Dataset entries:
=======

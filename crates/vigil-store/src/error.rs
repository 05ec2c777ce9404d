use thiserror::Error;

#[derive(Debug, Error)]
pub enum StoreError {
    #[error("not found: {0}")]
    NotFound(String),

    /// Unique-key violation on incident creation, or a release attempted by
    /// a non-owning holder.
    #[error("conflict: {0}")]
    Conflict(String),

    /// Transient backend failure; callers may retry on a later tick.
    #[error("store unavailable: {0}")]
    Unavailable(String),

    #[error("serialization error: {0}")]
    Serialization(#[from] serde_json::Error),

    #[error("internal store error: {0}")]
    Internal(String),
}
pub mod clock;
pub mod error;
pub mod incident;
pub mod types;

#[cfg(test)]
mod tests;

pub use clock::{Clock, SystemClock};
pub use error::DomainError;
pub use incident::{
    EscalationEntry, EscalationReason, Incident, IncidentEvent, IncidentEventType,
    IncidentStatus, Severity, ESCALATION_HISTORY_KEY, GROUPED_ERRORS_KEY,
};
pub use types::{
    Check, CheckId, CheckStatus, Lease, Priority, ProbeResult, Task, TaskStatus, TenantId,
};
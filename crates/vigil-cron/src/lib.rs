pub mod error;
pub mod fabric;

pub use error::CronError;
pub use fabric::{CronFabric, FiringCallback};
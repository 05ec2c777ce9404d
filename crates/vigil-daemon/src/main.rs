mod worker;

use std::path::PathBuf;
use std::sync::Arc;

use anyhow::Result;
use clap::Parser;
use tracing::info;
use tracing_subscriber::EnvFilter;
use vigil_config::{load_checks, Settings};
use vigil_incident::IncidentEngine;
use vigil_queue::{InMemoryEventBus, InMemoryTaskQueue};
use vigil_scheduler::Scheduler;
use vigil_store::{CheckRepository, InMemoryLeaseStore, InMemoryStore};

use worker::Worker;

/// Single-process uptime monitor: scheduler, probe worker, and incident
/// engine wired over in-memory repositories.
#[derive(Debug, Parser)]
#[command(name = "vigild", about = "vigil uptime monitoring daemon")]
struct Cli {
    /// Path to the settings YAML file. Defaults apply when omitted.
    #[arg(long)]
    settings: Option<PathBuf>,

    /// Path to a check seed YAML file loaded at startup.
    #[arg(long)]
    checks: Option<PathBuf>,

    /// Override the worker identity used as lease owner.
    #[arg(long)]
    worker_id: Option<String>,
}

#[tokio::main]
async fn main() -> Result<()> {
    tracing_subscriber::fmt()
        .with_env_filter(EnvFilter::from_default_env())
        .with_target(false)
        .init();

    let cli = Cli::parse();
    let mut settings = match &cli.settings {
        Some(path) => Settings::load(path)?,
        None => Settings::default(),
    };
    if let Some(worker_id) = cli.worker_id {
        settings.scheduler.worker_id = Some(worker_id);
    }

    let store = Arc::new(InMemoryStore::new());
    let leases = Arc::new(InMemoryLeaseStore::new());
    let queue = Arc::new(InMemoryTaskQueue::new());
    let bus = Arc::new(InMemoryEventBus::new());

    if let Some(path) = &cli.checks {
        let checks = load_checks(path)?;
        info!(count = checks.len(), "seeding checks from {}", path.display());
        for check in checks {
            CheckRepository::create(store.as_ref(), &check).await?;
        }
    }

    let engine = Arc::new(IncidentEngine::new(
        settings.incident.clone(),
        store.clone(),
        bus.clone(),
    ));
    let scheduler = Scheduler::new(
        settings.scheduler.clone(),
        store.clone(),
        store.clone(),
        store.clone(),
        leases,
        queue.clone(),
    );
    scheduler.start().await?;

    let worker = Worker::new(store.clone(), store.clone(), queue.clone(), engine);
    let worker_handle = tokio::spawn(worker.run());

    shutdown_signal().await;
    info!("termination signal received, shutting down");
    scheduler.stop().await;
    queue.close();
    let _ = worker_handle.await;
    Ok(())
}

async fn shutdown_signal() {
    #[cfg(unix)]
    {
        use tokio::signal::unix::{signal, SignalKind};
        let mut term = signal(SignalKind::terminate()).expect("failed to install SIGTERM handler");
        tokio::select! {
            _ = tokio::signal::ctrl_c() => {}
            _ = term.recv() => {}
        }
    }
    #[cfg(not(unix))]
    {
        let _ = tokio::signal::ctrl_c().await;
    }
}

=======

WORK INSTRUCTIONS -
What is needed is the number of lines in the records that contain the string "filename", stated with nothing else.

SOLUTION TO THIS TASK -
3